La requérante à l'instance s'était adressée à la police à plusieurs reprises comme l'a dit la Commission, et la police ne lui avait pas donné d'assistance. Elle n'est nullement tenue d'utiliser ses propres ressources ni d'accepter une offre d'orientation de ce que la protection d'État exige.

[26]            De la même façon, le juge Dubé a conclu, dans Risak c. M.E.I., [1994] A.C.F. no 1581, au par. 11 :

Donc, en l'espèce, il s'agit de déterminer s'il était objectivement raisonnable d'exiger du requérant qu'il ait davantage recherché la protection de l'armée et de la police en Israël, après avoir été si brutalement traité par ces autorités, qui sont celles de qui les citoyens s'attendent normalement de recevoir la protection. Notre jurisprudence ne contient aucun principe en vertu duquel un requérant placé dans une situation comparable à l'espèce aurait l'obligation supplémentaire de demander l'aide d'organismes de protection des droits fondamentaux ou d'intenter une action en cour contre son gouvernement.
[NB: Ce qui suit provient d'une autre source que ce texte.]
//! Scenario-indexed time series and scenario-group resolution.
//!
//! A [`TimeSeriesSet`] is a rectangular table: one column per rank, one row
//! per hour. A scenario group maps scenario numbers to ranks, so reading a
//! value for `(series, group, scenario, hour)` is a two-step lookup:
//!
//! ```text
//! rank  = groups[group][scenario]
//! value = series[series_id].columns[rank][hour]
//! ```
//!
//! Repositories are filled once before a run, then shared read-only
//! (`&LinearProblemData`) with the fillers.

use std::collections::HashMap;

use serde::{Deserialize, Serialize};
use thiserror::Error;
use tracing::debug;

/// Lookup and population failures of the data-series layer.
#[derive(Debug, Clone, PartialEq, Eq, Error)]
pub enum DataSeriesError {
    #[error("Time series set '{name}' expects columns of size {expected}, got {actual}")]
    WrongSize {
        name: String,
        expected: usize,
        actual: usize,
    },

    #[error("Time series set '{0}' is empty")]
    EmptySeries(String),

    #[error("Data series repository is empty")]
    RepositoryEmpty,

    #[error("Data series '{0}' does not exist")]
    SeriesNotFound(String),

    #[error("Data series '{0}' already exists")]
    SeriesAlreadyExists(String),

    #[error("Scenario group '{0}' already exists in group repo.")]
    GroupAlreadyExists(String),

    #[error("Scenario group '{0}' does not exist in group repo.")]
    GroupNotFound(String),

    #[error("In scenario group '{group}', scenario '{scenario}' does not exist.")]
    ScenarioNotInGroup { group: String, scenario: usize },

    #[error("Time series set '{name}': rank {rank} is out of range (width {width})")]
    RankOutOfRange {
        name: String,
        rank: usize,
        width: usize,
    },

    #[error("Time series set '{name}': hour {hour} is out of range (height {height})")]
    HourOutOfRange {
        name: String,
        hour: usize,
        height: usize,
    },
}

pub type DataSeriesResult<T> = Result<T, DataSeriesError>;

/// A named table of scalar series sharing one height.
#[derive(Debug, Clone, PartialEq, Serialize, Deserialize)]
pub struct TimeSeriesSet {
    name: String,
    height: usize,
    columns: Vec<Vec<f64>>,
}

impl TimeSeriesSet {
    pub fn new(name: impl Into<String>, height: usize) -> Self {
        Self {
            name: name.into(),
            height,
            columns: Vec::new(),
        }
    }

    pub fn name(&self) -> &str {
        &self.name
    }

    pub fn height(&self) -> usize {
        self.height
    }

    /// Number of ranks (columns).
    pub fn width(&self) -> usize {
        self.columns.len()
    }

    /// Appends one column; its length must equal the set height.
    pub fn add(&mut self, column: Vec<f64>) -> DataSeriesResult<()> {
        if column.len() != self.height {
            return Err(DataSeriesError::WrongSize {
                name: self.name.clone(),
                expected: self.height,
                actual: column.len(),
            });
        }
        self.columns.push(column);
        Ok(())
    }

    pub fn with_column(mut self, column: Vec<f64>) -> DataSeriesResult<Self> {
        self.add(column)?;
        Ok(self)
    }

    pub fn get_data(&self, rank: usize, hour: usize) -> DataSeriesResult<f64> {
        if self.columns.is_empty() {
            return Err(DataSeriesError::EmptySeries(self.name.clone()));
        }
        let column = self
            .columns
            .get(rank)
            .ok_or_else(|| DataSeriesError::RankOutOfRange {
                name: self.name.clone(),
                rank,
                width: self.columns.len(),
            })?;
        column
            .get(hour)
            .copied()
            .ok_or_else(|| DataSeriesError::HourOutOfRange {
                name: self.name.clone(),
                hour,
                height: self.height,
            })
    }
}

#[derive(Debug, Clone, Default, PartialEq, Serialize, Deserialize)]
pub struct DataSeriesRepository {
    series: HashMap<String, TimeSeriesSet>,
}

impl DataSeriesRepository {
    pub fn new() -> Self {
        Self::default()
    }

    pub fn len(&self) -> usize {
        self.series.len()
    }

    pub fn is_empty(&self) -> bool {
        self.series.is_empty()
    }

    /// Registers a series under its own name.
    pub fn add_data_series(&mut self, series: TimeSeriesSet) -> DataSeriesResult<()> {
        if self.series.contains_key(series.name()) {
            return Err(DataSeriesError::SeriesAlreadyExists(series.name().to_string()));
        }
        debug!(
            series = series.name(),
            height = series.height(),
            width = series.width(),
            "Registered data series"
        );
        self.series.insert(series.name().to_string(), series);
        Ok(())
    }

    pub fn get_data_series(&self, id: &str) -> DataSeriesResult<&TimeSeriesSet> {
        if self.series.is_empty() {
            return Err(DataSeriesError::RepositoryEmpty);
        }
        self.series
            .get(id)
            .ok_or_else(|| DataSeriesError::SeriesNotFound(id.to_string()))
    }
}

#[derive(Debug, Clone, Default, PartialEq, Serialize, Deserialize)]
pub struct ScenarioGroupRepository {
    groups: HashMap<String, HashMap<usize, usize>>,
}

impl ScenarioGroupRepository {
    pub fn new() -> Self {
        Self::default()
    }

    pub fn len(&self) -> usize {
        self.groups.len()
    }

    pub fn is_empty(&self) -> bool {
        self.groups.is_empty()
    }

    /// Registers a group from `(scenario, rank)` pairs.
    pub fn add_scenario_group(
        &mut self,
        group: impl Into<String>,
        pairs: impl IntoIterator<Item = (usize, usize)>,
    ) -> DataSeriesResult<()> {
        let group = group.into();
        if self.groups.contains_key(&group) {
            return Err(DataSeriesError::GroupAlreadyExists(group));
        }
        let ranks: HashMap<usize, usize> = pairs.into_iter().collect();
        debug!(group = %group, scenarios = ranks.len(), "Registered scenario group");
        self.groups.insert(group, ranks);
        Ok(())
    }

    pub fn get_rank(&self, group: &str, scenario: usize) -> DataSeriesResult<usize> {
        let ranks = self
            .groups
            .get(group)
            .ok_or_else(|| DataSeriesError::GroupNotFound(group.to_string()))?;
        ranks
            .get(&scenario)
            .copied()
            .ok_or_else(|| DataSeriesError::ScenarioNotInGroup {
                group: group.to_string(),
                scenario,
            })
    }
}

/// Everything a filler may read while building a problem.
#[derive(Debug, Clone, Default, PartialEq, Serialize, Deserialize)]
pub struct LinearProblemData {
    series: DataSeriesRepository,
    groups: ScenarioGroupRepository,
}

impl LinearProblemData {
    pub fn new(series: DataSeriesRepository, groups: ScenarioGroupRepository) -> Self {
        Self { series, groups }
    }

    pub fn series(&self) -> &DataSeriesRepository {
        &self.series
    }

    pub fn groups(&self) -> &ScenarioGroupRepository {
        &self.groups
    }

    pub fn get_data(
        &self,
        series_id: &str,
        group: &str,
        scenario: usize,
        hour: usize,
    ) -> DataSeriesResult<f64> {
        let series = self.series.get_data_series(series_id)?;
        let rank = self.groups.get_rank(group, scenario)?;
        series.get_data(rank, hour)
    }
}

#[cfg(test)]
mod tests {
    use super::*;

    fn load_series() -> TimeSeriesSet {
        TimeSeriesSet::new("load", 3)
            .with_column(vec![1.0, 2.0, 3.0])
            .unwrap()
            .with_column(vec![10.0, 20.0, 30.0])
            .unwrap()
    }

    #[test]
    fn test_get_data_bounds() {
        let series = load_series();
        assert_eq!(series.get_data(1, 2).unwrap(), 30.0);
        assert_eq!(series.get_data(0, 0).unwrap(), 1.0);
        assert!(matches!(
            series.get_data(0, 3),
            Err(DataSeriesError::HourOutOfRange { hour: 3, .. })
        ));
        assert!(matches!(
            series.get_data(2, 0),
            Err(DataSeriesError::RankOutOfRange { rank: 2, .. })
        ));
    }

    #[test]
    fn test_wrong_size_and_empty() {
        let mut series = TimeSeriesSet::new("wind", 2);
        assert_eq!(
            series.get_data(0, 0),
            Err(DataSeriesError::EmptySeries("wind".into()))
        );
        assert!(matches!(
            series.add(vec![1.0]),
            Err(DataSeriesError::WrongSize {
                expected: 2,
                actual: 1,
                ..
            })
        ));
    }

    #[test]
    fn test_repository_errors() {
        let mut repo = DataSeriesRepository::new();
        assert_eq!(
            repo.get_data_series("load"),
            Err(DataSeriesError::RepositoryEmpty)
        );
        repo.add_data_series(load_series()).unwrap();
        assert_eq!(
            repo.add_data_series(load_series()),
            Err(DataSeriesError::SeriesAlreadyExists("load".into()))
        );
        assert_eq!(
            repo.get_data_series("solar"),
            Err(DataSeriesError::SeriesNotFound("solar".into()))
        );
    }

    #[test]
    fn test_scenario_groups() {
        let mut groups = ScenarioGroupRepository::new();
        groups.add_scenario_group("g", [(0, 1), (1, 0)]).unwrap();
        assert_eq!(groups.get_rank("g", 0).unwrap(), 1);

        let err = groups.add_scenario_group("g", Vec::new()).unwrap_err();
        assert_eq!(err.to_string(), "Scenario group 'g' already exists in group repo.");

        let err = groups.get_rank("h", 0).unwrap_err();
        assert_eq!(err.to_string(), "Scenario group 'h' does not exist in group repo.");

        let err = groups.get_rank("g", 5).unwrap_err();
        assert_eq!(
            err.to_string(),
            "In scenario group 'g', scenario '5' does not exist."
        );
    }

    #[test]
    fn test_two_step_lookup() {
        let mut series = DataSeriesRepository::new();
        series.add_data_series(load_series()).unwrap();
        let mut groups = ScenarioGroupRepository::new();
        groups.add_scenario_group("g", [(0, 1), (1, 0)]).unwrap();
        let data = LinearProblemData::new(series, groups);

        assert_eq!(data.get_data("load", "g", 0, 1).unwrap(), 20.0);
        assert_eq!(data.get_data("load", "g", 1, 1).unwrap(), 2.0);
        assert!(matches!(
            data.get_data("load", "g", 2, 1),
            Err(DataSeriesError::ScenarioNotInGroup { scenario: 2, .. })
        ));
        assert!(matches!(
            data.get_data("load", "missing", 0, 1),
            Err(DataSeriesError::GroupNotFound(_))
        ));
        assert!(matches!(
            data.get_data("load", "g", 0, 7),
            Err(DataSeriesError::HourOutOfRange { .. })
        ));
    }
}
[27]            Par conséquent, comme l'a déclaré le juge Lemieux, « il est de jurisprudence constante au Canada qu'un revendicateur n'est pas tenu de rechercher l'aide d'organisations de défense des droits de l'homme » . (Balogh c. Canada (Ministre de la Citoyenneté et de l'Immigration) [2002] A.C.F. no 1080, au par. 44).

[28]            De plus, il est important selon moi de faire une distinction entre les actes qui constituent de la discrimination et ceux qui sont de nature criminelle. Les organisations citées par la Commission ont réussi à diminuer la discrimination contre les Roms. Toutefois, l'objectif de ces organisations n'est pas de protéger les gens face à des actes criminels. C'est là le rôle de la police. Dans N.K. c. Canada (Solliciteur général), [1995] A.C.F. no 889, j'ai déclaré ce qui suit, aux par. 44 et 45 :

Le procureur de l'intimé soutient que dans les situations où la police refuse de faire son devoir, le citoyen devrait s'adresser à une instance plus haute ou se présenter devant un organisme différent comme par exemple la Commission des droits de la personne.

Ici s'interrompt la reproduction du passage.